_Data in this exercise_:
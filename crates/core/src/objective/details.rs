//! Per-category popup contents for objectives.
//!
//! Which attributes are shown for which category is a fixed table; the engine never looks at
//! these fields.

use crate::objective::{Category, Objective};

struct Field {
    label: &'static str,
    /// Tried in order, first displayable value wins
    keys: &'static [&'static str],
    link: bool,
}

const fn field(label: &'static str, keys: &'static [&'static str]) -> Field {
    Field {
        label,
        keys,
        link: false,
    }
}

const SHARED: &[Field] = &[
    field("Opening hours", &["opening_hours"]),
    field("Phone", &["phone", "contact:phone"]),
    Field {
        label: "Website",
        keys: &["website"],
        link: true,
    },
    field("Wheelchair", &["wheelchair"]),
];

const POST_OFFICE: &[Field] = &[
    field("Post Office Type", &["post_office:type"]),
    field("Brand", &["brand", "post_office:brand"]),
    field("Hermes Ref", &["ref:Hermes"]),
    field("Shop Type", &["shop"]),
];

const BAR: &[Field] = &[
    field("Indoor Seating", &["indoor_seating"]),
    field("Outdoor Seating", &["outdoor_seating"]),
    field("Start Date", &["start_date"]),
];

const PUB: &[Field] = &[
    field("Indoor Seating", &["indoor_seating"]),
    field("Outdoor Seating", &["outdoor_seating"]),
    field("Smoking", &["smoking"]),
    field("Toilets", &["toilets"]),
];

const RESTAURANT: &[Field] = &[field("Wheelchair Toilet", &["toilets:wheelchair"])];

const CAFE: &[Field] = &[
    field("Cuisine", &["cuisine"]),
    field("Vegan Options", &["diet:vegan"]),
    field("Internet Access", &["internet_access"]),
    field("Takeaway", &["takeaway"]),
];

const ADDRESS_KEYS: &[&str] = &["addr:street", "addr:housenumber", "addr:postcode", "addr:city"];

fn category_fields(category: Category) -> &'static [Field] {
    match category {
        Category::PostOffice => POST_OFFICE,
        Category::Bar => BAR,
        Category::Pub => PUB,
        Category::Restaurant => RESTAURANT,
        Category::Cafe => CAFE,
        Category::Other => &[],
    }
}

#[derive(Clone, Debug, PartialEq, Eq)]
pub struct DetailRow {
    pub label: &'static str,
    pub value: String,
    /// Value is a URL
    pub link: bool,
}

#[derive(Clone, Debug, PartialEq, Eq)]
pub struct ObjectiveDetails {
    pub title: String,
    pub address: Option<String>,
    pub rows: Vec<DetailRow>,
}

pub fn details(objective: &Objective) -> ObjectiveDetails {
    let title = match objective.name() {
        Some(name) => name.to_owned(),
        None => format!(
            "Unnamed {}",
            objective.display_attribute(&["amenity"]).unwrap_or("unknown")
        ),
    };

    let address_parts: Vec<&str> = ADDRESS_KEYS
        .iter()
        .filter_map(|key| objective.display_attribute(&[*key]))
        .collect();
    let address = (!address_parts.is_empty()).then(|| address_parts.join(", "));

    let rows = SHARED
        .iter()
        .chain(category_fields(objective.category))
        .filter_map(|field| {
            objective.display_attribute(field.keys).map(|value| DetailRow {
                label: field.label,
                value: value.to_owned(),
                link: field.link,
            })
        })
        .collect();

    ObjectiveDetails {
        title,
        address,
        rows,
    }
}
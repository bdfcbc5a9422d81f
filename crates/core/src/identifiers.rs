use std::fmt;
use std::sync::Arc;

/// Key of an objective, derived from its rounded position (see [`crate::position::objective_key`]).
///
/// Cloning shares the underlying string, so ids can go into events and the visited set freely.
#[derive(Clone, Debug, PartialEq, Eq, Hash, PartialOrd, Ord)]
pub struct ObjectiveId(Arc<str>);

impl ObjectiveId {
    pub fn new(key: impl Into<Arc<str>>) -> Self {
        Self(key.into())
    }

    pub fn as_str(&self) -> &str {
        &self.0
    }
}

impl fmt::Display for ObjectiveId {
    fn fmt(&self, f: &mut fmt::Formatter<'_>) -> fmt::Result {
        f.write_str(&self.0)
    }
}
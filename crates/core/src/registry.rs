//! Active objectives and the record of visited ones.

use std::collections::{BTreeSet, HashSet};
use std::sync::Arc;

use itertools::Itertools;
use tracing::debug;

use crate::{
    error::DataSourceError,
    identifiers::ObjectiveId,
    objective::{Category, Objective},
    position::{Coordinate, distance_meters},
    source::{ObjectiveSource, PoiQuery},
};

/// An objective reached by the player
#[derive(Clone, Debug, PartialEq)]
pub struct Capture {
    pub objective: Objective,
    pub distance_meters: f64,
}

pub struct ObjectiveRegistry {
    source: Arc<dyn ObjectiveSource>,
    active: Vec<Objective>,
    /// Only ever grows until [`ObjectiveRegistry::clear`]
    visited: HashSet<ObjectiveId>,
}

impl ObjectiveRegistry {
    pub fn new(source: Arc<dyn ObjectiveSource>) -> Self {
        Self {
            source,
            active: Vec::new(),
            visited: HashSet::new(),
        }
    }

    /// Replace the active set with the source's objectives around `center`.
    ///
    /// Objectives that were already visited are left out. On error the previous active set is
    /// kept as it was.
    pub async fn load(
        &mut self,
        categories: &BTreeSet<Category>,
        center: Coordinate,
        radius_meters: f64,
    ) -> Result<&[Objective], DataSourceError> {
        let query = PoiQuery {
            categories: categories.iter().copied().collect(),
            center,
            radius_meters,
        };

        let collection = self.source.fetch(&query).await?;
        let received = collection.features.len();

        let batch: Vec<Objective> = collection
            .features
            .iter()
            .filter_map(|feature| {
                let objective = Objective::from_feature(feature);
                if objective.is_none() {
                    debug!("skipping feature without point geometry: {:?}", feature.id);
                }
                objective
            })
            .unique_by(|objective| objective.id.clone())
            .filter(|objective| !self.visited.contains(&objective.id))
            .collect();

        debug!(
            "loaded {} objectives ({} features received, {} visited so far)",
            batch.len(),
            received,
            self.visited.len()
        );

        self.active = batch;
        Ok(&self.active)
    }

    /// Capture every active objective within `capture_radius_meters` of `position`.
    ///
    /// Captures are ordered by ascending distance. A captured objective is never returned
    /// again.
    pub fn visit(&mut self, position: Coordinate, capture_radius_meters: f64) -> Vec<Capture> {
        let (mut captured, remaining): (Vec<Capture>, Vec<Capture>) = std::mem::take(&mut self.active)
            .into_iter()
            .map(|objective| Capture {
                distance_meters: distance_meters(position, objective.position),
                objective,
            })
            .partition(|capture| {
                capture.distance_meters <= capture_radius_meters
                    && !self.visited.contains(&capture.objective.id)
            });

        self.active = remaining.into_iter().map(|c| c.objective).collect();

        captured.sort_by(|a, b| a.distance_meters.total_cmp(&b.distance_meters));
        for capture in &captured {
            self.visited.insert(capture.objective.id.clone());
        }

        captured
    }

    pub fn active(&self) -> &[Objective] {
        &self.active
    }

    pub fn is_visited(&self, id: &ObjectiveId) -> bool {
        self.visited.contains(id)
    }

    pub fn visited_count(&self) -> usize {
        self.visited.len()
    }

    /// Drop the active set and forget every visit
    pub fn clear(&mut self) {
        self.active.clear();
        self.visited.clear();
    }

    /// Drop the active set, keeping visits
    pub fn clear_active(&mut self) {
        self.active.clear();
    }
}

_What you have to do_: If a line in the records above contains the string "position", copy that line out.

_Problem solution_:
/// Key of an objective, derived from its rounded position (see [`crate::position::objective_key`]).
    position::{Coordinate, distance_meters},
    /// Capture every active objective within `capture_radius_meters` of `position`.
    pub fn visit(&mut self, position: Coordinate, capture_radius_meters: f64) -> Vec<Capture> {
                distance_meters: distance_meters(position, objective.position),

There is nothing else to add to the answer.